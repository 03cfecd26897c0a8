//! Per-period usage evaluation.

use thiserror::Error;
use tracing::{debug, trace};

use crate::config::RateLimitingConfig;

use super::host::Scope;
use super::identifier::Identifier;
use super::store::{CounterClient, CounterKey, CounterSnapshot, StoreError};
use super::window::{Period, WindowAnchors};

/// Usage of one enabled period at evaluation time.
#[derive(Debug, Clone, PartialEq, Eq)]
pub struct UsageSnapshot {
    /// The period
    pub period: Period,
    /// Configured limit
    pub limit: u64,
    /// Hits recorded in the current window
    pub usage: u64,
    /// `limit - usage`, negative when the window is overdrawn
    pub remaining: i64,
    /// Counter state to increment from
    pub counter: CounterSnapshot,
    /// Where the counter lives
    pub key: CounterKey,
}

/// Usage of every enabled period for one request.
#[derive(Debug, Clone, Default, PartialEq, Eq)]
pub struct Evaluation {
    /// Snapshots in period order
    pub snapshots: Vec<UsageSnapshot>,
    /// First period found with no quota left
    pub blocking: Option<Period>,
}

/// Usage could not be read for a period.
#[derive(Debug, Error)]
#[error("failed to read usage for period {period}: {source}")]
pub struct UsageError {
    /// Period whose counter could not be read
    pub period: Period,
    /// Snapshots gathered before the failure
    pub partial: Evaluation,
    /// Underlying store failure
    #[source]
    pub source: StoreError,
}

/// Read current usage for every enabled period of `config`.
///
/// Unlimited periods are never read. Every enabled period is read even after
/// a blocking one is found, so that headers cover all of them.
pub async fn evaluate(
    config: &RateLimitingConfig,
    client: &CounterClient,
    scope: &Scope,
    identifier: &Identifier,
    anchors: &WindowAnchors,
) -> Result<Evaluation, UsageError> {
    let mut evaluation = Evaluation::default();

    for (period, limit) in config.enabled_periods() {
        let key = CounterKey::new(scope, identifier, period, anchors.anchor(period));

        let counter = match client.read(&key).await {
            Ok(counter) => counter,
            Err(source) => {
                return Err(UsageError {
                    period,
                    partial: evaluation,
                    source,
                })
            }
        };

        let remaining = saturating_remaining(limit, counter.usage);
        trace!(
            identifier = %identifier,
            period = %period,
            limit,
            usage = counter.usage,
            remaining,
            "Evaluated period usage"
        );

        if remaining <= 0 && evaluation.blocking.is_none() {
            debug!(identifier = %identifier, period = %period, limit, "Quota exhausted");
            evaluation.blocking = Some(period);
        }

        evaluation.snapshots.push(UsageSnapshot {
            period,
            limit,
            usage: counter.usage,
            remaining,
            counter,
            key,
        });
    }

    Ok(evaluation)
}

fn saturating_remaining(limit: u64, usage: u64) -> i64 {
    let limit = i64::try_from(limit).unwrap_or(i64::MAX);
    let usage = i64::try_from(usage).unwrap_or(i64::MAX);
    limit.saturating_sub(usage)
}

--

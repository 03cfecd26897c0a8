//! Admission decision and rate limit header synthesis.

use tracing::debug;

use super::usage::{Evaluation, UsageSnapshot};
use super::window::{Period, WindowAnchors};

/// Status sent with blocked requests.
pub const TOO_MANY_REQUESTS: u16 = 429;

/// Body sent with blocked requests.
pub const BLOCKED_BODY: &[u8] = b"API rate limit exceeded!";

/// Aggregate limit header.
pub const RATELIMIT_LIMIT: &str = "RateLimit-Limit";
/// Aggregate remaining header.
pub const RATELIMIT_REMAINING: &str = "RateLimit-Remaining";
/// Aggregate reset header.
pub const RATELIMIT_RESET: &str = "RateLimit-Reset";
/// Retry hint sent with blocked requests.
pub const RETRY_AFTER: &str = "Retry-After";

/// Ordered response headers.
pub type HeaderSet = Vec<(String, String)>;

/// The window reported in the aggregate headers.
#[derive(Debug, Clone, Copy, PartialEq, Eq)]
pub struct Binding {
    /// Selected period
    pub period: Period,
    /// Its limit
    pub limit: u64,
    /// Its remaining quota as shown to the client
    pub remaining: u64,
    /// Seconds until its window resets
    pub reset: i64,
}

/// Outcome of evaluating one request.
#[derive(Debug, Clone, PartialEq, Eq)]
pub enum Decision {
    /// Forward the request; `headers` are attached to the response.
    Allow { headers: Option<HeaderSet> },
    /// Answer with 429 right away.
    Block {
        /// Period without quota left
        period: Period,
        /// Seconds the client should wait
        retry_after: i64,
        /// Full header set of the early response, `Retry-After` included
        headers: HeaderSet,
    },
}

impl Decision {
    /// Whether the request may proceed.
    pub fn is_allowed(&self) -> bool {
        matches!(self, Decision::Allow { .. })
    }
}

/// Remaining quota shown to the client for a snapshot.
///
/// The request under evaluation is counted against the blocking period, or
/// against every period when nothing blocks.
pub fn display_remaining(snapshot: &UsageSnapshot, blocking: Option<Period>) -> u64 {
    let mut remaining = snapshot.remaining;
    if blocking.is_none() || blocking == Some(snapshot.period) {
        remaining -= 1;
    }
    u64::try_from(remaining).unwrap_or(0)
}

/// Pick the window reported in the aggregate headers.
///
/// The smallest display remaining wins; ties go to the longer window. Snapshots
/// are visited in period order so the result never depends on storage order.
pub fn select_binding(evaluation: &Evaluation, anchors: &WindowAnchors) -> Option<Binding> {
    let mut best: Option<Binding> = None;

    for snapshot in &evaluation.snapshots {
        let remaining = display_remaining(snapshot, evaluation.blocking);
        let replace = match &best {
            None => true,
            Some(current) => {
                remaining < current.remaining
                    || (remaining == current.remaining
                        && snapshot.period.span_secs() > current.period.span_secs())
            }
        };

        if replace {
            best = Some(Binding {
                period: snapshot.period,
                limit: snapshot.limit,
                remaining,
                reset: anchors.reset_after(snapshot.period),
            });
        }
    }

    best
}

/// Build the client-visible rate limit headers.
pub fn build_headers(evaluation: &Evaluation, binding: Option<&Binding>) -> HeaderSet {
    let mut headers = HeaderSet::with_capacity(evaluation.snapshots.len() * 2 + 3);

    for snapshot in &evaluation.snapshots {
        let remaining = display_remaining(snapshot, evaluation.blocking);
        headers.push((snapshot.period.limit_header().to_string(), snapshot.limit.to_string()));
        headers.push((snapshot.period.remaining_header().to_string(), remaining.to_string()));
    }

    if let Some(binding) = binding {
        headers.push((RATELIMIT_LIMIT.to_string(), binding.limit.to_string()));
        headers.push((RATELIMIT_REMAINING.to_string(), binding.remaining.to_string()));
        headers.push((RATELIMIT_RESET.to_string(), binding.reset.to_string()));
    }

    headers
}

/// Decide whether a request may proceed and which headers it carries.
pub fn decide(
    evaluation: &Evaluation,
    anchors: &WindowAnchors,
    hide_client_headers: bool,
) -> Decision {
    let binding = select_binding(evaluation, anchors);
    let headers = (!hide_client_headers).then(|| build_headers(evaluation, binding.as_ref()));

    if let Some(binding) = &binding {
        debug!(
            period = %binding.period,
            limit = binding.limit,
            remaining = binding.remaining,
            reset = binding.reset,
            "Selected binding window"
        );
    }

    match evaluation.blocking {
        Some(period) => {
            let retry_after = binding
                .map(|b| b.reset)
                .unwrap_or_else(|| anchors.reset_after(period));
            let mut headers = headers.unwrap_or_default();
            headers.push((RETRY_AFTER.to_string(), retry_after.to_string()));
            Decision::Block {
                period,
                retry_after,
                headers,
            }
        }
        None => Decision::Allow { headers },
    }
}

[What to produce] What lines of the listing contain the word "CounterKey"? Copy them all.

[Response to the exercise]
use super::store::{CounterClient, CounterKey, CounterSnapshot, StoreError};
    pub key: CounterKey,
        let key = CounterKey::new(scope, identifier, period, anchors.anchor(period));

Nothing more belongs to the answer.